You can also create a different hook for different publications — say one of your actors is from Lawrence, Kansas, but your company is in downtown Kansas City — create a special press release for the Lawrence Journal-World highlighting that actor and making the ‘hometown connection’.

Image courtesy Pixabay and used under a Creative Commons Public Domain license.

Write the press release like a news story — there’s nothing more detrimental than making the media redo the release from scratch. The basic “Who:”, “What:”, “Where:”, “When:” lineup is better for a ‘second round’ press release — something sent a little closer to the opening of the show as a reminder only — or as a ‘calendar-only’ entry, for the places wanting just a simple entry for a list of events. However, make sure to keep it short — after all, something two pages long isn’t going to catch much interest in a pile of other press releases only four paragraphs.

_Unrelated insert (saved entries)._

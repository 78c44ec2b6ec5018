//! Atelier CLI - themed asset batch generation from the command line

mod commands;

use anyhow::Result;
use clap::{Parser, Subcommand};
use commands::{generate, kinds, quota, serve, variations};
use tracing_subscriber::EnvFilter;

#[derive(Parser)]
#[command(name = "atelier")]
#[command(about = "Generate themed batches of stickers, renders, and animations", long_about = None)]
#[command(version)]
struct Cli {
    #[command(subcommand)]
    command: Commands,
}

#[derive(Subcommand)]
enum Commands {
    /// Generate a batch of assets from one prompt and export them
    Generate {
        /// Theme prompt (e.g., "red balloon")
        prompt: String,

        /// Asset kind (see `atelier kinds`)
        #[arg(long, short, default_value = "sticker")]
        kind: String,

        /// Number of variations (defaults to generation.variation_count)
        #[arg(long, short)]
        count: Option<usize>,

        /// Provider to use (gemini, mock)
        #[arg(long)]
        provider: Option<String>,

        /// Output directory
        #[arg(long, short, default_value = "atelier-output")]
        output: String,

        /// Image format for static assets (png, jpeg, webp)
        #[arg(long, default_value = "png")]
        format: String,
    },

    /// Print the variation prompts for a theme without generating assets
    Variations {
        /// Theme prompt
        prompt: String,

        /// Asset kind the variations are for
        #[arg(long, short, default_value = "sticker")]
        kind: String,

        /// Number of variations
        #[arg(long, short, default_value = "10")]
        count: usize,

        /// Provider to use (gemini, mock)
        #[arg(long)]
        provider: Option<String>,
    },

    /// Start the HTTP server
    Serve {
        /// Address to bind
        #[arg(long, default_value = "127.0.0.1")]
        host: String,

        /// Port to listen on
        #[arg(long, default_value = "3000")]
        port: u16,

        /// Provider to use (gemini, mock)
        #[arg(long)]
        provider: Option<String>,
    },

    /// Show today's generation quota
    Quota,

    /// List asset kinds
    Kinds,
}

fn main() -> Result<()> {
    tracing_subscriber::fmt()
        .with_env_filter(
            EnvFilter::try_from_default_env()
                .unwrap_or_else(|_| "atelier=info,tower_http=info".into()),
        )
        .with_writer(std::io::stderr)
        .init();

    let cli = Cli::parse();

    match cli.command {
        Commands::Generate {
            prompt,
            kind,
            count,
            provider,
            output,
            format,
        } => generate::run(&prompt, &kind, count, provider.as_deref(), &output, &format),
        Commands::Variations {
            prompt,
            kind,
            count,
            provider,
        } => variations::run(&prompt, &kind, count, provider.as_deref()),
        Commands::Serve {
            host,
            port,
            provider,
        } => serve::run(&host, port, provider.as_deref()),
        Commands::Quota => quota::run(),
        Commands::Kinds => kinds::run(),
    }
}
use std::path::PathBuf;

/// Compile-time settings for the viewer window and its assets.
#[derive(Clone, Debug)]
pub struct AppConfig {
    pub title: String,
    pub width: u32,
    pub height: u32,
    /// Requested MSAA sample count; falls back to 1 when unsupported.
    pub sample_count: u32,
    pub clear_color: [f64; 4],
    pub vertex_shader: PathBuf,
    pub fragment_shader: PathBuf,
    pub model: PathBuf,
    pub texture: PathBuf,
}

impl AppConfig {
    /// Defaults with every asset path resolved under `dir`.
    pub fn with_asset_dir(dir: impl Into<PathBuf>) -> Self {
        let dir = dir.into();
        Self {
            vertex_shader: dir.join("shaders/transform.vert.wgsl"),
            fragment_shader: dir.join("shaders/texture.frag.wgsl"),
            model: dir.join("cube.obj"),
            texture: dir.join("uvmap.bmp"),
            ..Self::default()
        }
    }
}

impl Default for AppConfig {
    fn default() -> Self {
        Self {
            title: "Tutorial 07 - Model Loading".to_string(),
            width: 1024,
            height: 768,
            sample_count: 4,
            // Dark blue
            clear_color: [0.0, 0.0, 0.4, 0.0],
            vertex_shader: PathBuf::from("assets/shaders/transform.vert.wgsl"),
            fragment_shader: PathBuf::from("assets/shaders/texture.frag.wgsl"),
            model: PathBuf::from("assets/cube.obj"),
            texture: PathBuf::from("assets/uvmap.bmp"),
        }
    }
}
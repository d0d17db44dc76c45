//! Core types: math re-exports, camera, input controller, setup errors.

pub use glam::{EulerRot, Mat4, Quat, Vec2, Vec3, Vec4, vec2, vec3};

pub mod camera;
pub mod controls;
pub mod error;
pub mod transform;

pub use error::{SetupError, SetupResult};
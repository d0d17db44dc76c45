//! Wavefront OBJ loader producing non-indexed triangle lists.
//!
//! Faces may reference positions, texture coordinates and normals in any of
//! the `v`, `v/vt`, `v//vn` and `v/vt/vn` forms. Polygons are split into a
//! triangle fan and every corner is copied out, so the result can be drawn
//! with a plain `draw(0..n)`.

use std::{
    fs::File,
    io::{self, BufRead, BufReader},
    path::Path,
};

use anyhow::{Context, Result, anyhow, bail};

use crate::mesh::MeshData;

const DEFAULT_UV: [f32; 2] = [0.0, 0.0];
const DEFAULT_NORMAL: [f32; 3] = [0.0, 0.0, 1.0];

/// Load an OBJ mesh from a file path.
pub fn load_obj_from_path(path: impl AsRef<Path>) -> Result<MeshData> {
    let path = path.as_ref();
    let file = File::open(path)
        .with_context(|| format!("Failed to open OBJ file: {}", path.display()))?;
    let mesh = load_obj_from_reader(BufReader::new(file))
        .with_context(|| format!("Failed to parse OBJ file: {}", path.display()))?;
    log::info!(
        "Loaded {} ({} triangles, {} vertices)",
        path.display(),
        mesh.triangle_count(),
        mesh.vertex_count()
    );
    Ok(mesh)
}

/// Load an OBJ mesh from a [`BufRead`] implementation.
pub fn load_obj_from_reader<R: BufRead>(reader: R) -> Result<MeshData> {
    ObjParser::default().parse(reader)
}

/// Convenience helper to parse an OBJ string literal.
pub fn load_obj_from_str(contents: &str) -> Result<MeshData> {
    load_obj_from_reader(io::Cursor::new(contents))
}

/// One face corner: position index plus optional uv/normal indices (0-based).
#[derive(Clone, Copy, Debug, PartialEq, Eq)]
struct Corner {
    position: usize,
    uv: Option<usize>,
    normal: Option<usize>,
}

#[derive(Default)]
struct ObjParser {
    positions: Vec<[f32; 3]>,
    texcoords: Vec<[f32; 2]>,
    normals: Vec<[f32; 3]>,
    out: MeshData,
}

impl ObjParser {
    fn parse<R: BufRead>(mut self, reader: R) -> Result<MeshData> {
        for (idx, line) in reader.lines().enumerate() {
            let line_no = idx + 1;
            let line = line.with_context(|| format!("Failed to read line {line_no}"))?;
            let trimmed = line.trim();
            if trimmed.is_empty() || trimmed.starts_with('#') {
                continue;
            }

            let mut parts = trimmed.split_whitespace();
            let Some(tag) = parts.next() else {
                continue;
            };

            match tag {
                "v" => {
                    let x = parse_f32(parts.next(), line_no, "x coordinate")?;
                    let y = parse_f32(parts.next(), line_no, "y coordinate")?;
                    let z = parse_f32(parts.next(), line_no, "z coordinate")?;
                    self.positions.push([x, y, z]);
                }
                "vt" => {
                    let u = parse_f32(parts.next(), line_no, "u coordinate")?;
                    let v = parse_f32(parts.next(), line_no, "v coordinate")?;
                    self.texcoords.push([u, v]);
                }
                "vn" => {
                    let nx = parse_f32(parts.next(), line_no, "nx coordinate")?;
                    let ny = parse_f32(parts.next(), line_no, "ny coordinate")?;
                    let nz = parse_f32(parts.next(), line_no, "nz coordinate")?;
                    self.normals.push([nx, ny, nz]);
                }
                "f" => {
                    let corners = parts
                        .map(|token| self.parse_corner(token, line_no))
                        .collect::<Result<Vec<_>>>()?;
                    if corners.len() < 3 {
                        bail!(
                            "Face on line {} has {} corners, need at least 3",
                            line_no,
                            corners.len()
                        );
                    }
                    for i in 1..corners.len() - 1 {
                        for corner in [corners[0], corners[i], corners[i + 1]] {
                            self.emit(corner);
                        }
                    }
                }
                // o/g/s/usemtl/mtllib carry nothing we render.
                _ => {}
            }
        }

        if self.out.vertices.is_empty() {
            bail!("OBJ contained no triangles");
        }
        Ok(self.out)
    }

    fn parse_corner(&self, token: &str, line_no: usize) -> Result<Corner> {
        let mut split = token.split('/');
        let pos = split
            .next()
            .filter(|s| !s.is_empty())
            .ok_or_else(|| anyhow!("Malformed face element '{token}' on line {line_no}"))?;
        let position = resolve_index(pos, self.positions.len(), line_no)?;

        let uv = match split.next() {
            Some(value) if !value.is_empty() => {
                Some(resolve_index(value, self.texcoords.len(), line_no)?)
            }
            _ => None,
        };
        let normal = match split.next() {
            Some(value) if !value.is_empty() => {
                Some(resolve_index(value, self.normals.len(), line_no)?)
            }
            _ => None,
        };

        Ok(Corner {
            position,
            uv,
            normal,
        })
    }

    /// Indices were range-checked in `parse_corner`.
    fn emit(&mut self, corner: Corner) {
        self.out.vertices.push(self.positions[corner.position]);
        self.out
            .uvs
            .push(corner.uv.map_or(DEFAULT_UV, |i| self.texcoords[i]));
        self.out
            .normals
            .push(corner.normal.map_or(DEFAULT_NORMAL, |i| self.normals[i]));
    }
}

fn parse_f32(value: Option<&str>, line_no: usize, what: &str) -> Result<f32> {
    let token = value.ok_or_else(|| anyhow!("Missing {what} on line {line_no}"))?;
    token
        .parse::<f32>()
        .with_context(|| format!("Failed to parse {what} '{token}' on line {line_no}"))
}

/// OBJ indices are 1-based; negative values count back from the latest element.
fn resolve_index(token: &str, len: usize, line_no: usize) -> Result<usize> {
    let raw = token
        .parse::<i64>()
        .with_context(|| format!("Invalid index '{token}' on line {line_no}"))?;
    if raw == 0 {
        bail!("OBJ indices are 1-based; found 0 on line {line_no}");
    }

    let idx = if raw > 0 { raw - 1 } else { len as i64 + raw };
    if idx < 0 || idx as usize >= len {
        bail!("OBJ index {raw} resolved out of bounds (len={len}) on line {line_no}");
    }

    Ok(idx as usize)
}
//! Entry point: textured OBJ viewer.
//! Arrow keys/WASD move, the mouse looks around, Escape quits.

use std::process::ExitCode;

use anyhow::Result;
use platform::AppConfig;

const ASSET_DIR: &str = concat!(env!("CARGO_MANIFEST_DIR"), "/../../assets");

fn main() -> ExitCode {
    env_logger::Builder::from_env(env_logger::Env::default().default_filter_or("info")).init();

    let config = AppConfig::with_asset_dir(ASSET_DIR);
    log::info!(
        "Starting model viewer. window_size={}x{}, msaa={}, model={:?}",
        config.width,
        config.height,
        config.sample_count,
        config.model
    );

    ExitCode::from(report(platform::run(config)))
}

/// The single place a fatal error is reported. Returns the process status.
fn report(result: Result<()>) -> u8 {
    match result {
        Ok(()) => {
            log::info!("Graceful shutdown. Bye!");
            0
        }
        Err(err) => {
            log::error!("Fatal: {err:#}");
            1
        }
    }
}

Make sure you have plenty of lead time for your press releases. The Pitch requires three weeks. Kansas City Star‘s calendar requires two weeks. KC Stage requires the calendar information to be in the tenth of the month prior to publication. The more lead time, the better — but you don’t want to go so far into the future as to get it lost (or, better yet, send out the basic calendar listing way in advance, and something more detailed a little closer to the opening date).

Finally, to tie it back to the beginning, while the editors realize you think your show is the best thing since Cats (or Wicked, for that matter), keep the opinions to a minimum. If you have reviews from past shows (relating to the current show in director, cast, or style), feel free to utilize them — but don’t go so overboard with the praise and enthusiasm that it sounds more like an advertisement and less like an article. Keep things in perspective, remember what it’s probably like on the other end, and above all — remember what all you respond to in order to get you to see a show.